Zudem kam es zu einer strafrechtlichen Unterscheidung zwischen
Crack-Kokain, bei dem bereits der Besitz von fünf Gramm zu einer
Haftstrafe von mindestens fünf Jahren führt, und
pulverisiertem Kokain, bei dem der Besitz 500 Gramm übersteigen
muss, um eine fünfjährige Haftstrafe nach sich zu ziehen. (1)

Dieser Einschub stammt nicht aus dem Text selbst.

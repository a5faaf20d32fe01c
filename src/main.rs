//! Firebridge - forward MQTT messages to a Firebase Realtime Database
//!
//! Usage:
//!   firebridge [OPTIONS]
//!
//! Options:
//!   -c, --config <FILE>                Configuration file path
//!   -m, --mqtt-host <HOST[:PORT]>      Broker address (default: 127.0.0.1:1883)
//!   -r, --route <PATTERN:PATH>         Route, repeatable (first match wins)
//!   -n, --dry-run                      Log writes instead of sending them
//!   -v, --verbose                      Debug logging
//!   -N, --firebase-app-name <NAME>     Database at https://<NAME>.firebaseio.com
//!   -a, --firebase-credential <SRC>    Credential JSON, file path or token
//!   -l, --log-level                    Log level (error, warn, info, debug, trace)
//!   -h, --help                         Print help

use std::path::PathBuf;
use std::sync::Arc;

use clap::{Parser, ValueEnum};
use tracing::{info, Level};
use tracing_subscriber::FmtSubscriber;

use firebridge::config::{Config, RouteConfig};
use firebridge::lifecycle::{wait_for_termination, Bridge};
use firebridge::store::{Credential, FirebaseStore};

/// Log level for CLI
#[derive(Debug, Clone, Copy, ValueEnum, Default)]
enum LogLevel {
    /// Only errors
    Error,
    /// Warnings and errors
    Warn,
    /// Informational messages
    #[default]
    Info,
    /// Debug messages
    Debug,
    /// Trace messages (very verbose)
    Trace,
}

impl LogLevel {
    fn to_tracing_level(self) -> Level {
        match self {
            LogLevel::Error => Level::ERROR,
            LogLevel::Warn => Level::WARN,
            LogLevel::Info => Level::INFO,
            LogLevel::Debug => Level::DEBUG,
            LogLevel::Trace => Level::TRACE,
        }
    }

    fn from_config(level: &str) -> Self {
        match level.to_lowercase().as_str() {
            "error" => LogLevel::Error,
            "warn" => LogLevel::Warn,
            "debug" => LogLevel::Debug,
            "trace" => LogLevel::Trace,
            _ => LogLevel::Info,
        }
    }
}

/// Firebridge - MQTT to Firebase bridge
#[derive(Parser, Debug)]
#[command(name = "firebridge")]
#[command(author = "Firebridge Contributors")]
#[command(version)]
#[command(about = "Forward MQTT messages to a Firebase Realtime Database")]
struct Args {
    /// Configuration file path (TOML format)
    #[arg(short, long, env = "FIREBRIDGE_CONFIG")]
    config: Option<PathBuf>,

    /// MQTT broker address (host or host:port)
    #[arg(short, long, env = "MQTT_HOST")]
    mqtt_host: Option<String>,

    /// Route as PATTERN:PATH; a PATH ending in /# appends the last topic level
    #[arg(short, long, env = "FIREBRIDGE_ROUTES", value_delimiter = ',')]
    route: Vec<RouteConfig>,

    /// Build and log each write without sending it
    #[arg(short = 'n', long, env = "FIREBRIDGE_DRY_RUN")]
    dry_run: bool,

    /// Debug logging (topic, payload and URL of every message)
    #[arg(short, long, env = "FIREBRIDGE_VERBOSE")]
    verbose: bool,

    /// Firebase app name, for https://<NAME>.firebaseio.com
    #[arg(short = 'N', long, env = "FIREBASE_APP_NAME")]
    firebase_app_name: Option<String>,

    /// Credential: inline JSON, path to a JSON or token file, or a raw token
    #[arg(short = 'a', long, env = "FIREBASE_CREDENTIAL_JSON", hide_env_values = true)]
    firebase_credential: Option<String>,

    /// Log level (error, warn, info, debug, trace)
    #[arg(short, long, value_enum)]
    log_level: Option<LogLevel>,
}

impl Args {
    /// Command-line values win over the file
    fn apply(&self, config: &mut Config) {
        if let Some(host) = &self.mqtt_host {
            config.mqtt.address = host.clone();
        }
        if !self.route.is_empty() {
            config.route = self.route.clone();
        }
        if self.dry_run {
            config.delivery.dry_run = true;
        }
        if let Some(name) = &self.firebase_app_name {
            config.store.app_name = Some(name.clone());
        }
        if let Some(credential) = &self.firebase_credential {
            config.store.credential = Some(credential.clone());
        }
    }
}

fn fail(context: &str, err: impl std::fmt::Display) -> ! {
    eprintln!("{}: {}", context, err);
    std::process::exit(1);
}

#[tokio::main]
async fn main() -> Result<(), Box<dyn std::error::Error>> {
    let args = Args::parse();

    let mut config = match &args.config {
        Some(path) => Config::load(path),
        None => Config::from_env(),
    }
    .unwrap_or_else(|e| fail("Error loading configuration", e));
    args.apply(&mut config);

    // --verbose beats --log-level, which beats the config file
    let log_level = if args.verbose {
        LogLevel::Debug
    } else {
        args.log_level
            .unwrap_or_else(|| LogLevel::from_config(&config.log.level))
    };

    let subscriber = FmtSubscriber::builder()
        .with_max_level(log_level.to_tracing_level())
        .with_target(false)
        .with_thread_ids(true)
        .with_file(false)
        .with_line_number(false)
        .compact()
        .finish();

    tracing::subscriber::set_global_default(subscriber)?;

    if let Some(path) = &args.config {
        info!("Loaded configuration from {:?}", path);
    }

    // Everything is checked before the first connection is made
    if let Err(e) = config.validate_startup() {
        fail("Invalid configuration", e);
    }

    let credential = config
        .store
        .credential
        .as_deref()
        .map(Credential::load)
        .transpose()
        .unwrap_or_else(|e| fail("Invalid Firebase credential", e));
    match &credential {
        None => info!("No credential configured, writes will be unauthenticated"),
        Some(Credential::ServiceAccount(key)) => {
            info!("Authenticating as service account {}", key.client_email())
        }
        Some(_) => {}
    }

    let store = FirebaseStore::new(credential)
        .unwrap_or_else(|e| fail("Cannot create HTTP client", e));

    info!("Starting Firebridge");
    let bridge = Bridge::start(&config, Arc::new(store))
        .unwrap_or_else(|e| fail("Cannot start bridge", e));

    wait_for_termination().await;
    bridge.shutdown().await;

    Ok(())
}
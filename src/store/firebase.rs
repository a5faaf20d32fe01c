//! Firebase Realtime Database over REST
//!
//! `POST <base>/<path>.json` appends a child with a generated key and
//! answers `{"name": "<key>"}`. Service-account credentials are turned into
//! access tokens on demand.

use std::sync::atomic::{AtomicBool, Ordering};
use std::time::Duration;

use async_trait::async_trait;
use reqwest::Client;
use serde::Deserialize;
use serde_json::Value;
use tracing::debug;

use super::oauth::TokenSource;
use super::{clip_body, request_error, Credential, DocumentStore, StoreError, StoreResponse};

#[derive(Deserialize)]
struct PushResponse {
    name: String,
}

/// Firebase REST session, authenticated unless built without a credential
pub struct FirebaseStore {
    client: Client,
    credential: Option<Credential>,
    tokens: Option<TokenSource>,
    closed: AtomicBool,
}

impl FirebaseStore {
    pub fn new(credential: Option<Credential>) -> Result<Self, StoreError> {
        let client = Client::builder()
            .user_agent(concat!("firebridge/", env!("CARGO_PKG_VERSION")))
            .build()
            .map_err(|e| StoreError::Request(e.to_string()))?;

        Ok(Self::with_client(client, credential))
    }

    /// Use a preconfigured HTTP client
    pub fn with_client(client: Client, credential: Option<Credential>) -> Self {
        let tokens = match &credential {
            Some(Credential::ServiceAccount(key)) => Some(TokenSource::new(key.clone())),
            _ => None,
        };
        Self {
            client,
            credential,
            tokens,
            closed: AtomicBool::new(false),
        }
    }
}

#[async_trait]
impl DocumentStore for FirebaseStore {
    async fn post(
        &self,
        url: &str,
        body: &Value,
        timeout: Duration,
    ) -> Result<StoreResponse, StoreError> {
        if self.closed.load(Ordering::Acquire) {
            return Err(StoreError::Closed);
        }

        let mut request = self.client.post(url);
        if let Some(tokens) = &self.tokens {
            let token = tokens.token(&self.client, timeout).await?;
            request = request.query(&[("access_token", token.as_str())]);
        } else if let Some(pair) = self.credential.as_ref().and_then(Credential::query_pair) {
            request = request.query(&[pair]);
        }
        let resp = request
            .json(body)
            .timeout(timeout)
            .send()
            .await
            .map_err(|e| request_error(e, timeout))?;

        let status = resp.status();
        let text = resp
            .text()
            .await
            .map_err(|e| request_error(e, timeout))?;

        if !status.is_success() {
            return Err(StoreError::Status {
                status: status.as_u16(),
                body: clip_body(text),
            });
        }

        let push: PushResponse = serde_json::from_str(&text)
            .map_err(|e| StoreError::InvalidResponse(format!("{} in {:?}", e, text)))?;
        debug!(url = %url, key = %push.name, "Document stored");

        Ok(StoreResponse {
            status: status.as_u16(),
            key: Some(push.name),
        })
    }

    async fn close(&self) {
        self.closed.store(true, Ordering::Release);
    }
}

Dies spiegelt die soziale Konstruktion von Kriminalität wieder:
Crack-Kokain, als billige, gestreckte Variante des pulverisierten
Kokains entwickelt, wurde vor allem von einkommensschwachen Menschen,
pulverisiertes Kokain hingegen primär von wohlhabenden
BürgerInnen konsumiert - beide Drogen haben jedoch dieselben
gesundheitlichen Auswirkungen. Medial wurde dies in den 1980er Jahren
durch eine unverhältnismäßige Berichterstattung
untermauert. Unter Heranziehung von Begriffen wie der "Crack Epidemie"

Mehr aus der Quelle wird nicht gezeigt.